The historical Igbo Landing is fascinating, but, to an abstract artist, confining. The flat existing narrative of a “mass suicide” left too little honest explorative space there for my purposes. So I would summon their beliefs, from my own inherited Igbo ideologies. Synthesizing this exploration for a subtext that was historically true in essence, but not strictly factual in order to relate their history to contemporary issues about spirituality, belonging, and meaning-making. The protagonist of Breakthrough: An Endless Instant would personify the viewer, assume the transcendence of spiritual agency; claiming our own freedom to make meaning. The terrain, a remote exhibition in the desert, was intimidating and untrodden. To invite viewers (and myself) into the repellant landscape (hidden, but not completely; deliberately buried, but not forgotten) was to pitch a tent in a cemetery inhabited by highly vocal memories in this body of work. 

 

I drifted in the air, floating in nothingness, each second lasting another lifetime. The vibrating silence. Above the concrete floor is a brown woven seagrass rug, offering my lifeless body to the winter sun–a sacrificial son. The fourth wall, much like the right side of my skull, broken with an endless gaze, touching the viewer’s eye. Like this.

 

So it was there from the first narrative in this body of work, an instant that later became "Rainbow Baby." The figure most central to the story would have to be that, the endless instant. The one that was estranged from– yet connected to life without a say in any of it. 
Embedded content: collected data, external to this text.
use super::*;
use serde_json::json;

fn file_json() -> Value {
    json!({
        "compositions": [
            {
                "id": "Main",
                "width": 1920,
                "height": 1080,
                "fps": {"num": 30, "den": 1},
                "durationInFrames": 120,
                "defaultProps": {"title": "Hello"},
                "schema": {
                    "type": "object",
                    "fields": {"title": {"type": "string"}},
                    "required": ["title"]
                },
                "media": [
                    {"id": "music", "kind": "audio", "src": "music.mp3", "durationInFrames": 120}
                ]
            },
            {
                "id": "Thumb",
                "width": 640,
                "height": 360,
                "fps": {"num": 1, "den": 1},
                "durationInFrames": 10,
                "still": true
            }
        ]
    })
}

#[test]
fn parses_and_registers_in_order() {
    let file = CompositionFile::from_reader(file_json().to_string().as_bytes()).unwrap();
    let mut r = CompositionResolver::new();
    assert_eq!(file.register_into(&mut r).unwrap(), 2);
    assert_eq!(r.names(), vec!["Main".to_owned(), "Thumb".to_owned()]);

    let main = r.get("Main").unwrap();
    assert_eq!(main.media.len(), 1);
    assert!(main.schema.is_some());

    let thumb = r.get("Thumb").unwrap();
    assert!(thumb.still);
    assert_eq!(thumb.default_props, json!({}));
}

#[test]
fn malformed_json_is_a_serde_error() {
    let err = CompositionFile::from_reader("{\"compositions\": 3}".as_bytes()).unwrap_err();
    assert!(matches!(err, BridgeError::Serde(_)));
}

#[test]
fn missing_file_is_reported_with_path() {
    let err = CompositionFile::from_path("does/not/exist.json").unwrap_err();
    assert!(err.to_string().contains("does/not/exist.json"));
}

#[test]
fn invalid_definitions_fail_registration() {
    let mut v = file_json();
    v["compositions"][0]["width"] = json!(0);
    let file: CompositionFile = serde_json::from_value(v).unwrap();
    let mut r = CompositionResolver::new();
    assert!(file.register_into(&mut r).is_err());
}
The endless instant, personified by the Black diasporic family unit could not loiter in atheism; they would have to enter a celestial consideration of their life origin and experiences. A real spirituality, not a building. One with ancestral belonging. One where the native tongue and universality of human experiences could soar unrestricted. There would be no vestibule into this agency and no "introduction" into it or the body of work. I desperately wanted the viewers to trust me, as I trust them to enter the narrative; making the historical fiction a lived experience. 

 

 It was important to name this claim of agency, but not the way "The Enlightenment" or other intellectual movements were named. There would be no adjectives suggesting ease or stoicism or the laying claim to an instant, monarchic past. Only a word here, to connect the moment to–while simultaneously separating it from all the moments surrounding it, marking its difference from the era that existed alongside. Illustrating the role of naming in creating a sense of belonging. 

 

 In striving to express the explorations of my convictions, I experienced the oneness and structure of terrestrial existence being forcefully exchanged with the tumult caused by the restless spirits of the departed, and the arduous struggle to forget to be undermined by the tenacious persistence of memory. To render the personal experience of this bond of movement, language must recede into the background, allowing the experience of this body of work to take precedence. 

 

I preserve that endless instant in the air, the aerial perspective, the instant awareness of self, the vibrating silence. And the brown seagrass rug underneath my eye. Then the agency.